This is, without doubt, one of the most fascinating popular science books I have ever read. When I first saw the title, I was filled with dread, because the bookshelves are filled with crank titles that try to take on Einstein and prove him wrong. But this is quite different. It’s a carefully constructed exploration of Einstein’s life and scientific work, built around the errors in his work that are often glossed over in presenting the triumph of his great ideas.
The only slight concern about the approach is that this does result in a rather smug feel to the book, a sort of ‘aren’t I clever, I can tell you where Einstein went wrong’ aura that isn’t helped by occasional descents into loose language (apparently Van Gogh became a great artist ‘when he went bonkers.’) Building the book around Einstein’s mistakes is an excellent idea, but sometimes it results in excessive weight being put on a relatively small point, such as an assertion in the original Special Relativity paper that allegedly drove a lone yachtsman mad.

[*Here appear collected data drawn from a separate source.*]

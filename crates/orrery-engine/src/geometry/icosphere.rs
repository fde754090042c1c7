use glam::Vec3;
use super::Geometry;

const PHI: f32 = 1.618_034;

const BASE_VERTICES: [[f32; 3]; 12] = [
    [-1.0, PHI, 0.0], [1.0, PHI, 0.0], [-1.0, -PHI, 0.0], [1.0, -PHI, 0.0],
    [0.0, -1.0, PHI], [0.0, 1.0, PHI], [0.0, -1.0, -PHI], [0.0, 1.0, -PHI],
    [PHI, 0.0, -1.0], [PHI, 0.0, 1.0], [-PHI, 0.0, -1.0], [-PHI, 0.0, 1.0],
];

const BASE_FACES: [[usize; 3]; 20] = [
    [0, 11, 5], [0, 5, 1], [0, 1, 7], [0, 7, 10], [0, 10, 11],
    [1, 5, 9], [5, 11, 4], [11, 10, 2], [10, 7, 6], [7, 1, 8],
    [3, 9, 4], [3, 4, 2], [3, 2, 6], [3, 6, 8], [3, 8, 9],
    [4, 9, 5], [2, 4, 11], [6, 2, 10], [8, 6, 7], [9, 8, 1],
];

/// Subdivided icosahedron projected onto a sphere of `radius`.
///
/// Each of the 20 faces is split into `(detail + 1)^2` triangles. The result
/// is a non-indexed triangle list so every vertex can be displaced on its
/// own; normals point away from the center.
pub fn icosphere(radius: f32, detail: u32) -> Geometry {
    let cols = detail as usize + 1;
    let mut positions = Vec::with_capacity(20 * cols * cols * 3);

    for face in BASE_FACES {
        let a = Vec3::from(BASE_VERTICES[face[0]]);
        let b = Vec3::from(BASE_VERTICES[face[1]]);
        let c = Vec3::from(BASE_VERTICES[face[2]]);
        subdivide_face(a, b, c, cols, &mut positions);
    }

    let normals: Vec<Vec3> = positions.iter().map(|p| p.normalize()).collect();
    let positions = normals.iter().map(|n| *n * radius).collect();
    Geometry::new(positions, normals, Vec::new())
}

fn subdivide_face(a: Vec3, b: Vec3, c: Vec3, cols: usize, out: &mut Vec<Vec3>) {
    // grid[i][j]: row i walks from edge ab toward c
    let mut grid: Vec<Vec<Vec3>> = Vec::with_capacity(cols + 1);
    for i in 0..=cols {
        let aj = a.lerp(c, i as f32 / cols as f32);
        let bj = b.lerp(c, i as f32 / cols as f32);
        let rows = cols - i;
        let row = if rows == 0 {
            vec![aj]
        } else {
            (0..=rows).map(|j| aj.lerp(bj, j as f32 / rows as f32)).collect()
        };
        grid.push(row);
    }

    for i in 0..cols {
        for j in 0..(2 * (cols - i) - 1) {
            let k = j / 2;
            if j % 2 == 0 {
                out.extend_from_slice(&[grid[i][k + 1], grid[i + 1][k], grid[i][k]]);
            } else {
                out.extend_from_slice(&[grid[i][k + 1], grid[i + 1][k + 1], grid[i + 1][k]]);
            }
        }
    }
}

#[cfg(test)]
mod tests {
    use super::*;

    #[test]
    fn base_icosahedron_has_twenty_faces() {
        let g = icosphere(1.0, 0);
        assert_eq!(g.triangle_count(), 20);
        assert_eq!(g.vertex_count(), 60);
    }

    #[test]
    fn detail_multiplies_faces() {
        let g = icosphere(1.0, 6);
        assert_eq!(g.triangle_count(), 20 * 49);
    }

    #[test]
    fn vertices_lie_on_the_sphere() {
        let g = icosphere(0.9, 3);
        for p in &g.positions {
            assert!((p.length() - 0.9).abs() < 1e-4, "vertex off sphere: {:?}", p);
        }
        for (p, n) in g.positions.iter().zip(&g.normals) {
            assert!((p.normalize() - *n).length() < 1e-4);
        }
    }

    #[test]
    fn faces_wind_outward() {
        let g = icosphere(1.0, 1);
        for tri in g.positions.chunks(3) {
            let normal = (tri[1] - tri[0]).cross(tri[2] - tri[0]);
            let center = (tri[0] + tri[1] + tri[2]) / 3.0;
            assert!(normal.dot(center) > 0.0);
        }
    }
}
/// Nebula layers: large, faint, camera-facing sprites arranged in a disc.

use std::f32::consts::TAU;

use glam::Vec3;
use rand::Rng;
use serde::{Deserialize, Serialize};
use orrery_engine::{Color, EngineContext, Entity, EntityId, LocalTransform, SpriteComponent, TextureId};

pub const MAX_SPRITES_PER_LAYER: usize = 256;

#[derive(Debug, Clone, PartialEq, Serialize, Deserialize)]
#[serde(default)]
pub struct NebulaParams {
    pub hue: f32,
    pub num_sprites: usize,
    pub opacity: f32,
    /// Disc radius the sprites are scattered over.
    pub radius: f32,
    /// Lightness of the base color.
    pub sat: f32,
    pub size: f32,
    /// Depth of the layer.
    pub z: f32,
}

impl Default for NebulaParams {
    fn default() -> Self {
        Self {
            hue: 0.0,
            num_sprites: 10,
            opacity: 1.0,
            radius: 1.0,
            sat: 0.5,
            size: 1.0,
            z: 0.0,
        }
    }
}

impl NebulaParams {
    /// A backdrop layer of ten wide, faint sprites at depth `z`.
    pub fn layer(hue: f32, z: f32) -> Self {
        Self {
            hue,
            opacity: 0.2,
            radius: 40.0,
            size: 50.0,
            z,
            ..Self::default()
        }
    }

    pub fn validate(&self) -> Result<(), String> {
        if !(0.0..=1.0).contains(&self.opacity) {
            return Err(format!("opacity {} outside [0, 1]", self.opacity));
        }
        if !self.radius.is_finite() || self.radius < 0.0 {
            return Err(format!("radius {} must be non-negative", self.radius));
        }
        if !self.size.is_finite() || self.size <= 0.0 {
            return Err(format!("size {} must be positive", self.size));
        }
        if self.num_sprites > MAX_SPRITES_PER_LAYER {
            return Err(format!(
                "{} sprites exceeds {}",
                self.num_sprites, MAX_SPRITES_PER_LAYER
            ));
        }
        if !self.hue.is_finite() || !self.sat.is_finite() || !self.z.is_finite() {
            return Err("hue, sat and z must be finite".into());
        }
        Ok(())
    }
}

/// Positions and sprite data for one layer.
pub fn nebula_sprites<R: Rng>(
    rng: &mut R,
    params: &NebulaParams,
    texture: Option<TextureId>,
) -> Vec<(Vec3, SpriteComponent)> {
    let n = params.num_sprites;
    (0..n)
        .map(|i| {
            let angle = i as f32 / n as f32 * TAU;
            let x = angle.cos() * rng.random::<f32>() * params.radius;
            let y = angle.sin() * rng.random::<f32>() * params.radius;
            let z = params.z + rng.random::<f32>();

            let color = Color::from_hsl(params.hue, 1.0, params.sat)
                .offset_hsl(0.0, 0.0, rng.random::<f32>() * 0.2 - 0.1);
            let size = params.size + rng.random::<f32>() - 0.5;

            let sprite = SpriteComponent {
                color,
                opacity: params.opacity,
                texture,
                size,
                rotation: 0.0,
            };
            (Vec3::new(x, -y, z), sprite)
        })
        .collect()
}

/// Spawn a layer at the scene root. Returns the layer group.
pub fn spawn_nebula<R: Rng>(ctx: &mut EngineContext, rng: &mut R, params: &NebulaParams) -> EntityId {
    let texture = ctx.textures.get("rad-grad");
    let group = ctx.next_id();
    ctx.spawn(Entity::new(group).with_tag("nebula"), LocalTransform::new());

    for (position, sprite) in nebula_sprites(rng, params, texture) {
        let id = ctx.next_id();
        ctx.spawn_child(
            Entity::new(id).with_tag("nebula-sprite").with_sprite(sprite),
            group,
            LocalTransform::from_translation(position),
        );
    }
    group
}
pub mod scene;
pub mod time;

However there certainly is a wealth of material here that I have never seen before, or not seen presented anywhere near so well. We see some historical examples of error that don’t get enough mention, such as Galileo’s strange idea that the tides were caused by the rotation of the Earth, or Newton’s fudged experimental values which somehow managed to match his theoretical predictions exactly, even when he got those predictions wrong.
Perhaps the best example from Einstein himself was a wonderful mistake called the Principle of Equivalence. This was the idea that started him on the stunning ideas about curved spacetime that lie beneath general relativity. I have often seen this principle, stating that a gravitational field and acceleration are equivalent, so in a closed box you couldn’t tell if you were feeling gravity or being accelerated (say by a rocket), used to introduce general relativity, just as Einstein did. Unfortunately this principle is flawed. It was the inspiration behind general relativity, but it happens to be wrong. Now that is interesting!
My biggest worry about the book is that in the one aspect of Einstein’s work I do know in a lot of detail, the EPR paper of 1935, Hans Ohanian gets things horribly wrong. He seems to think that the paper’s arguments against quantum theory are based on the uncertainty principle, a common mistake because the paper mentions both position and momentum. But mistake it is. In fact Einstein later emphasized this, commenting that his attitude to the use of position and momentum was ‘Ist mir Wurst’, literally ‘is sausage to me’, or approximately ‘I couldn’t care less.’ Either of the measurements was sufficient, because the argument is nothing to do with uncertainty. Now it’s an easy enough mistake to make, as it has been made by several other books – but it does throw some doubt on whether any of the other assertions about Einstein’s mistakes are equally flawed. I’m inclined to give Ohanian the benefit of the doubt.
Whatever, it is an intriguing book. It’s probably best left to those with some previous experience of physics, at least to high school level, because the details of the errors can be quite subtle – but it’s well worth the effort. Recommended.